Nicole J. Arendt (born August 26, 1969) is an American retired professional tennis player. Arendt won sixteen doubles titles in her career. The left-hander reached her highest singles ranking on the WTA Tour on June 16, 1997, when she was ranked 49th in the world. Arendt reached her career-high doubles ranking of No. 3 in the world on August 25, 1997.

Arendt was born in Somerville, New Jersey.
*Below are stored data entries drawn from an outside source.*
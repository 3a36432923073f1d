//! Diagnostics collected during a conversion run.
//!
//! A conversion never aborts on a recoverable compromise; it records what
//! was done instead (a dropped effect, a placeholder for a dangling
//! reference, a rate fallback) and keeps going. The ordered log is returned
//! alongside the result so batch tooling can inspect every compromise made
//! during one run.

use serde::{Deserialize, Serialize};

/// Category of a recoverable compromise.
#[derive(Debug, Clone, Copy, PartialEq, Eq, Hash, Serialize, Deserialize)]
#[serde(rename_all = "snake_case")]
pub enum DiagnosticKind {
    /// Malformed or unsupported segment/effect shape, recovered by
    /// substituting a gap or an unscaled clip.
    Structural,

    /// Dangling or cyclic mob reference, recovered with a placeholder clip.
    Reference,

    /// Edit rates that could not be reconciled exactly; the fallback rate
    /// policy was applied.
    RatePrecision,
}

/// One recorded compromise.
#[derive(Debug, Clone, PartialEq, Eq, Serialize, Deserialize)]
pub struct Diagnostic {
    pub kind: DiagnosticKind,
    pub message: String,
}

impl Diagnostic {
    pub fn new(kind: DiagnosticKind, message: impl Into<String>) -> Self {
        Self {
            kind,
            message: message.into(),
        }
    }

    pub fn structural(message: impl Into<String>) -> Self {
        Self::new(DiagnosticKind::Structural, message)
    }

    pub fn reference(message: impl Into<String>) -> Self {
        Self::new(DiagnosticKind::Reference, message)
    }

    pub fn rate_precision(message: impl Into<String>) -> Self {
        Self::new(DiagnosticKind::RatePrecision, message)
    }
}

/// Ordered collection of diagnostics for one conversion run.
#[derive(Debug, Default)]
pub struct DiagnosticLog {
    entries: Vec<Diagnostic>,
}

impl DiagnosticLog {
    pub fn new() -> Self {
        Self::default()
    }

    /// Record a diagnostic, also emitting it as a tracing warning.
    pub fn record(&mut self, diagnostic: Diagnostic) {
        tracing::warn!(kind = ?diagnostic.kind, "{}", diagnostic.message);
        self.entries.push(diagnostic);
    }

    pub fn entries(&self) -> &[Diagnostic] {
        &self.entries
    }

    pub fn is_empty(&self) -> bool {
        self.entries.is_empty()
    }

    pub fn len(&self) -> usize {
        self.entries.len()
    }

    /// Move all recorded entries out of the log.
    pub fn into_entries(self) -> Vec<Diagnostic> {
        self.entries
    }

    /// Absorb another log, preserving order.
    pub fn extend(&mut self, other: DiagnosticLog) {
        self.entries.extend(other.entries);
    }
}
She attended the Hun School of Princeton for her high school education.

Arendt received an athletic scholarship to attend the University of Florida in Gainesville, Florida, where she played for coach Andy Brandi's Florida Gators women's tennis team in National Collegiate Athletic Association (NCAA) competition from 1988 to 1991. She was a key member of the Gators' NCAA national championship runners-up teams in 1988 and 1990, and received eight All-American honors during her college career.

She turned professional in 1991. Arendt's best Grand Slam doubles result was reaching the finals of the 1997 Wimbledon Championships, partnering with Manon Bollegraf. She and her mixed doubles partner Luke Jensen were the runners-up in the 1996 Australian Open and 1996 French Open. Her highest world doubles ranking was No. 3 on August 25, 1997.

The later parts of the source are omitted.